Programming model and Basic concepts
Each computation in TensorFlow describes a directed graph that’s composed of nodes and edges where nodes are operations/ functions and edges are input and output overflows and those functions.
- Inputs/ Outputs in TensorFlow are called Tensor. Tensor is nothing but a multi-dimensional array for which the underpinning element type is specified at the graph construction time.
- The client program that uses TensorFlow generates data- flow graphs using endorsed programming languages (C or Python).
- An operation is a function that has a name and represents an abstract computation. An operation can have attributes that should be generated and handed at the time of graph construction.

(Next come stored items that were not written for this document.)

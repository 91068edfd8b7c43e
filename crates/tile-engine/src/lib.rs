//! Ocean tile rendering engine.
//!
//! A render goes through four stages:
//! 1. [`request`] parses raw query parameters into a validated request
//! 2. a [`dataset::DatasetProvider`] samples each variable on the tile's
//!    [`GeoGrid`](ocean_common::GeoGrid), awaiting all reads up front
//! 3. [`pipeline`] and [`mask`] transform and mask the values synchronously
//! 4. [`render`] colours or contours the field and encodes a PNG
//!
//! Collaborators (datasets, variable metadata, bathymetry, colormaps) are
//! injected through a [`RenderContext`]. The engine keeps no state between
//! renders.

pub mod bathymetry;
pub mod config;
pub mod dataset;
pub mod mask;
pub mod memory;
pub mod metadata;
pub mod pipeline;
pub mod render;
pub mod request;
pub mod sampling;
pub mod store;

pub use bathymetry::{BathymetryRaster, BathymetryStore, FileBathymetryStore, InMemoryBathymetryStore};
pub use config::EngineConfig;
pub use dataset::{Dataset, DatasetProvider, DepthSelector, Interpolation, SamplingOptions};
pub use memory::{InMemoryDataset, InMemoryDatasetProvider};
pub use metadata::{StaticCatalog, VariableCatalog, VariableInfo};
pub use render::{render, PlotRequest, RenderContext, TileKind};
pub use request::{ScaleRequest, TileRequest};
pub use sampling::RegularGrid;
pub use store::{DatasetManifest, FileDatasetProvider};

- One frequent application of attributes is to fabricate operation polymorphic.
- The kernel is the implementation of an operation on a specific device.

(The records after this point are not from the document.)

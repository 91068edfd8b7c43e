//! In-memory datasets whose variables are functions of position.

use crate::dataset::{Dataset, DatasetProvider, DepthSelector, SamplingOptions};
use async_trait::async_trait;
use chrono::{DateTime, Utc};
use ocean_common::{GeoGrid, ScalarField, TileError, TileResult};
use std::collections::HashMap;
use std::sync::atomic::{AtomicUsize, Ordering};
use std::sync::Arc;

/// A point a variable function is evaluated at.
#[derive(Debug, Clone, Copy, PartialEq)]
pub struct SamplePoint {
    pub lat: f64,
    pub lon: f64,
    pub depth: DepthSelector,
    pub time_index: usize,
}

/// Value of a variable at a point; non-finite means no data.
pub type VariableFn = Arc<dyn Fn(SamplePoint) -> f64 + Send + Sync>;

#[derive(Clone)]
pub struct InMemoryDataset {
    id: String,
    timestamps: Vec<DateTime<Utc>>,
    depths: Vec<f64>,
    variables: HashMap<String, (VariableFn, String)>,
}

impl InMemoryDataset {
    pub fn new(id: impl Into<String>, timestamps: Vec<DateTime<Utc>>, depths: Vec<f64>) -> Self {
        Self {
            id: id.into(),
            timestamps,
            depths,
            variables: HashMap::new(),
        }
    }

    pub fn with_variable<F>(mut self, key: impl Into<String>, unit: impl Into<String>, f: F) -> Self
    where
        F: Fn(SamplePoint) -> f64 + Send + Sync + 'static,
    {
        self.variables
            .insert(key.into(), (Arc::new(f), unit.into()));
        self
    }

    pub fn with_constant(self, key: impl Into<String>, unit: impl Into<String>, value: f64) -> Self {
        self.with_variable(key, unit, move |_| value)
    }
}

/// Serves [`InMemoryDataset`]s and counts the handles currently open.
#[derive(Clone, Default)]
pub struct InMemoryDatasetProvider {
    datasets: HashMap<String, InMemoryDataset>,
    open_handles: Arc<AtomicUsize>,
}

impl InMemoryDatasetProvider {
    pub fn new() -> Self {
        Self::default()
    }

    pub fn with_dataset(mut self, dataset: InMemoryDataset) -> Self {
        self.datasets.insert(dataset.id.clone(), dataset);
        self
    }

    /// Handles opened and not yet dropped.
    pub fn open_handles(&self) -> usize {
        self.open_handles.load(Ordering::SeqCst)
    }
}

#[async_trait]
impl DatasetProvider for InMemoryDatasetProvider {
    async fn open(&self, dataset: &str) -> TileResult<Box<dyn Dataset>> {
        let data = self
            .datasets
            .get(dataset)
            .cloned()
            .ok_or_else(|| TileError::DatasetNotFound(dataset.to_string()))?;
        self.open_handles.fetch_add(1, Ordering::SeqCst);
        Ok(Box::new(InMemoryHandle {
            data,
            open_handles: Arc::clone(&self.open_handles),
        }))
    }
}

struct InMemoryHandle {
    data: InMemoryDataset,
    open_handles: Arc<AtomicUsize>,
}

impl Drop for InMemoryHandle {
    fn drop(&mut self) {
        self.open_handles.fetch_sub(1, Ordering::SeqCst);
    }
}

#[async_trait]
impl Dataset for InMemoryHandle {
    fn id(&self) -> &str {
        &self.data.id
    }

    fn timestamps(&self) -> &[DateTime<Utc>] {
        &self.data.timestamps
    }

    fn depths(&self) -> &[f64] {
        &self.data.depths
    }

    fn has_variable(&self, variable: &str) -> bool {
        self.data.variables.contains_key(variable)
    }

    async fn get_area(
        &self,
        grid: &GeoGrid,
        depth: DepthSelector,
        time_index: usize,
        variable: &str,
        _options: &SamplingOptions,
    ) -> TileResult<ScalarField> {
        let (f, unit) = self
            .data
            .variables
            .get(variable)
            .ok_or_else(|| TileError::VariableNotFound {
                dataset: self.data.id.clone(),
                variable: variable.to_string(),
            })?;
        depth.metres(&self.data.depths)?;
        if time_index >= self.data.timestamps.len() {
            return Err(TileError::SamplingFailed(format!(
                "time index {} out of range for '{}'",
                time_index, self.data.id
            )));
        }

        let values = grid
            .points()
            .map(|(lat, lon)| {
                f(SamplePoint {
                    lat,
                    lon,
                    depth,
                    time_index,
                })
            })
            .collect();
        ScalarField::from_values(grid.width, grid.height, values).map(|field| field.with_unit(unit))
    }
}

- The client program interacts with TensorFlow system inflow by creating sessions. The session interface has extended styles to generate a computation graph and its reinforcement run() method which computes output of individual node in prosecution graph by providing needed inputs.
- In utmost of the machine learning tasks computation graphs implemented multifold times and utmost of the ordinary tensors don’t survive after unattached accomplishment that’s why TensorFlow has variables.
- Variable is a special kind of operation that returns a handle to a variable Tensor which can survive during multiple prosecutions of the graph.
- Trainable Parameters like weights, biases are reposited in Tensors held in variables.
Architecture of TensorFlow
Prerequisite: Introduction to TensorFlow
TensorFlow is an end-to-end open-source platform for machine learning developed by Google with many enthusiastic open-source contributors. TensorFlow is scalable and flexible to run on data centers as well as mobile phones. It can run on single-machine as well as multiple-machine in a distributed setting. In this article, we will explore the secret behind the extreme flexibility and scalability of TensorFlow.